(Stored data entries)
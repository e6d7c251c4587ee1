use crate::error::{PortalError, Result};
use std::env;
use std::path::PathBuf;
use std::str::FromStr;
use std::time::Duration;

/// Hosts whose pages are known to need a full render before they are usable.
pub const DEFAULT_DYNAMIC_HOST_HINTS: &[&str] = &[
    "coolmathgames",
    "class-77",
    "itch.io",
    "roblox",
    "miniclip",
    "kongregate",
    "armorgames",
    "scirra",
];

pub const DEFAULT_USER_AGENT: &str = "Mozilla/5.0 (Windows NT 10.0; Win64; x64) AppleWebKit/537.36 (KHTML, like Gecko) Chrome/115.0 Safari/537.36";

/// Application configuration loaded from environment variables
#[derive(Debug, Clone)]
pub struct Config {
    /// HTTP server configuration
    pub server: ServerConfig,
    /// Static fetch configuration
    pub fetch: FetchConfig,
    /// Headless browser configuration
    pub render: RenderConfig,
    /// Logging configuration
    pub log: LogConfig,
}

#[derive(Debug, Clone)]
pub struct ServerConfig {
    /// Port for the HTTP server (default: 8080)
    pub port: u16,
    /// Host to bind to (default: 0.0.0.0)
    pub host: String,
    /// Directory holding the front-end files
    pub public_dir: PathBuf,
    /// Allowed CORS origins (comma-separated, empty = localhost only)
    pub cors_origins: Vec<String>,
    /// Upper bound for a whole request in seconds
    pub request_timeout: u64,
}

#[derive(Debug, Clone)]
pub struct FetchConfig {
    /// Timeout for a single static fetch in seconds
    pub timeout: u64,
    /// User agent sent to origins
    pub user_agent: String,
    /// Hostname fragments that select the rendered strategy
    pub dynamic_host_hints: Vec<String>,
    /// Use one strategy for every document, ignoring host hints
    pub force_strategy: Option<String>,
}

#[derive(Debug, Clone)]
pub struct RenderConfig {
    /// Navigation and quiescence timeout in seconds
    pub timeout: u64,
    /// Extra wait after quiescence in milliseconds
    pub settle_ms: u64,
    /// Chromium binary, auto-detected when unset
    pub chrome_executable: Option<PathBuf>,
}

#[derive(Debug, Clone)]
pub struct LogConfig {
    /// Log level (debug, info, warn, error)
    pub level: String,
    /// Output format (json, pretty)
    pub format: String,
}

impl Config {
    /// Load configuration from environment variables
    pub fn from_env() -> Result<Self> {
        Ok(Config {
            server: ServerConfig {
                port: get_env_or("PORT", "8080").parse().map_err(|_| {
                    PortalError::InvalidConfig("PORT must be a valid port number".into())
                })?,
                host: get_env_or("PORTAL_HOST", "0.0.0.0"),
                public_dir: PathBuf::from(get_env_or("PUBLIC_DIR", "public")),
                cors_origins: split_list(&get_env_or("CORS_ORIGINS", "")),
                request_timeout: parse_env("REQUEST_TIMEOUT_SECS", 60)?,
            },
            fetch: FetchConfig {
                timeout: parse_env("FETCH_TIMEOUT_SECS", 20)?,
                user_agent: get_env_or("PORTAL_USER_AGENT", DEFAULT_USER_AGENT),
                dynamic_host_hints: match env::var("DYNAMIC_HOST_HINTS") {
                    Ok(raw) => split_list(&raw),
                    Err(_) => DEFAULT_DYNAMIC_HOST_HINTS
                        .iter()
                        .map(|h| h.to_string())
                        .collect(),
                },
                force_strategy: env::var("FORCE_STRATEGY")
                    .ok()
                    .map(|s| s.trim().to_lowercase())
                    .filter(|s| !s.is_empty()),
            },
            render: RenderConfig {
                timeout: parse_env("RENDER_TIMEOUT_SECS", 30)?,
                settle_ms: parse_env("RENDER_SETTLE_MS", 500)?,
                chrome_executable: env::var("CHROME_EXECUTABLE")
                    .ok()
                    .map(|s| s.trim().to_string())
                    .filter(|s| !s.is_empty())
                    .map(PathBuf::from),
            },
            log: LogConfig {
                level: get_env_or("LOG_LEVEL", "info"),
                format: get_env_or("LOG_FORMAT", "pretty"),
            },
        })
    }

    /// Get the HTTP server address
    pub fn server_addr(&self) -> String {
        format!("{}:{}", self.server.host, self.server.port)
    }
}

impl FetchConfig {
    pub fn timeout(&self) -> Duration {
        Duration::from_secs(self.timeout)
    }
}

impl RenderConfig {
    pub fn timeout(&self) -> Duration {
        Duration::from_secs(self.timeout)
    }

    pub fn settle_delay(&self) -> Duration {
        Duration::from_millis(self.settle_ms)
    }
}

/// Get environment variable with a default value
fn get_env_or(key: &str, default: &str) -> String {
    env::var(key).unwrap_or_else(|_| default.to_string())
}

fn parse_env<T: FromStr>(key: &str, default: T) -> Result<T> {
    match env::var(key) {
        Ok(raw) => raw
            .trim()
            .parse()
            .map_err(|_| PortalError::InvalidConfig(format!("{} must be a valid number", key))),
        Err(_) => Ok(default),
    }
}

fn split_list(raw: &str) -> Vec<String> {
    raw.split(',')
        .map(|s| s.trim().to_string())
        .filter(|s| !s.is_empty())
        .collect()
}
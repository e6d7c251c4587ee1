//! HTTP middleware

mod cors;
mod logging;

pub use cors::cors_layer;
pub use logging::RequestLogging;
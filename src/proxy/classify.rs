//! Link classification and proxy-relative reference building
//!
//! Every `href`/`src`/`action` value found in a document goes through here to decide
//! whether it is re-routed through `/resource`, `/proxy`, or left alone.

use percent_encoding::{utf8_percent_encode, AsciiSet, NON_ALPHANUMERIC};
use url::Url;

/// Path extensions that are served raw through `/resource`
pub const ASSET_EXTENSIONS: &[&str] = &[
    "css", "js", "png", "jpg", "jpeg", "gif", "svg", "webp", "woff", "woff2", "ttf", "otf", "map",
    "ico", "json", "mp4", "webm",
];

pub const PROXY_PATH: &str = "/proxy";
pub const RESOURCE_PATH: &str = "/resource";

/// Characters `encodeURIComponent` leaves alone
const COMPONENT: &AsciiSet = &NON_ALPHANUMERIC
    .remove(b'-')
    .remove(b'_')
    .remove(b'.')
    .remove(b'!')
    .remove(b'~')
    .remove(b'*')
    .remove(b'\'')
    .remove(b'(')
    .remove(b')');

/// How a reference found in markup is treated
#[derive(Debug, Clone, Copy, PartialEq, Eq)]
pub enum LinkClassification {
    /// Non-navigable content served raw via `/resource`
    Asset,
    /// Another document, routed back through `/proxy`
    Navigable,
    /// Left verbatim (`javascript:`, `mailto:`, fragments, non-http schemes)
    Ignored,
}

impl LinkClassification {
    /// Proxy endpoint for this class, `None` when the reference is not rewritten
    pub fn endpoint(&self) -> Option<&'static str> {
        match self {
            Self::Asset => Some(RESOURCE_PATH),
            Self::Navigable => Some(PROXY_PATH),
            Self::Ignored => None,
        }
    }
}

/// Classify an absolute URL
pub fn classify(url: &Url) -> LinkClassification {
    if !matches!(url.scheme(), "http" | "https") {
        return LinkClassification::Ignored;
    }

    // Url::path() already excludes query and fragment.
    let extension = url
        .path()
        .rsplit_once('.')
        .map(|(_, ext)| ext.to_ascii_lowercase());

    match extension {
        Some(ext) if ASSET_EXTENSIONS.contains(&ext.as_str()) => LinkClassification::Asset,
        _ => LinkClassification::Navigable,
    }
}

/// Whether a raw attribute value is skipped before any resolution
pub fn is_ignored_reference(raw: &str) -> bool {
    let trimmed = raw.trim_start();
    if trimmed.is_empty() || trimmed.starts_with('#') {
        return true;
    }

    starts_with_ignore_case(trimmed, "javascript:") || starts_with_ignore_case(trimmed, "mailto:")
}

/// Whether a raw attribute value already points at one of our endpoints
pub fn is_proxy_reference(raw: &str) -> bool {
    let trimmed = raw.trim_start();
    [PROXY_PATH, RESOURCE_PATH]
        .iter()
        .any(|path| trimmed.strip_prefix(path).is_some_and(|rest| rest.starts_with("?url=")))
}

/// Resolve a raw attribute value against `base` and classify it
///
/// Returns `None` for ignored or unparsable references.
pub fn classify_reference(raw: &str, base: &Url) -> Option<(Url, LinkClassification)> {
    if is_ignored_reference(raw) || is_proxy_reference(raw) {
        return None;
    }

    let absolute = base.join(raw.trim()).ok()?;
    match classify(&absolute) {
        LinkClassification::Ignored => None,
        class => Some((absolute, class)),
    }
}

/// Build the proxy-relative replacement for a raw attribute value
pub fn rewrite_reference(raw: &str, base: &Url) -> Option<String> {
    let (absolute, class) = classify_reference(raw, base)?;
    let endpoint = class.endpoint()?;
    Some(proxied_url(endpoint, absolute.as_str()))
}

/// `{endpoint}?url={encoded target}`
pub fn proxied_url(endpoint: &str, target: &str) -> String {
    format!("{}?url={}", endpoint, encode_component(target))
}

/// Percent-encode with `encodeURIComponent` semantics
pub fn encode_component(value: &str) -> String {
    utf8_percent_encode(value, COMPONENT).to_string()
}

fn starts_with_ignore_case(value: &str, prefix: &str) -> bool {
    value
        .get(..prefix.len())
        .is_some_and(|head| head.eq_ignore_ascii_case(prefix))
}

WHAT YOU WILL DO: The word "Result" appears in some lines above. Return every one of those lines.

EXPECTED ANSWER:
use crate::error::{PortalError, Result};
    pub fn from_env() -> Result<Self> {
fn parse_env<T: FromStr>(key: &str, default: T) -> Result<T> {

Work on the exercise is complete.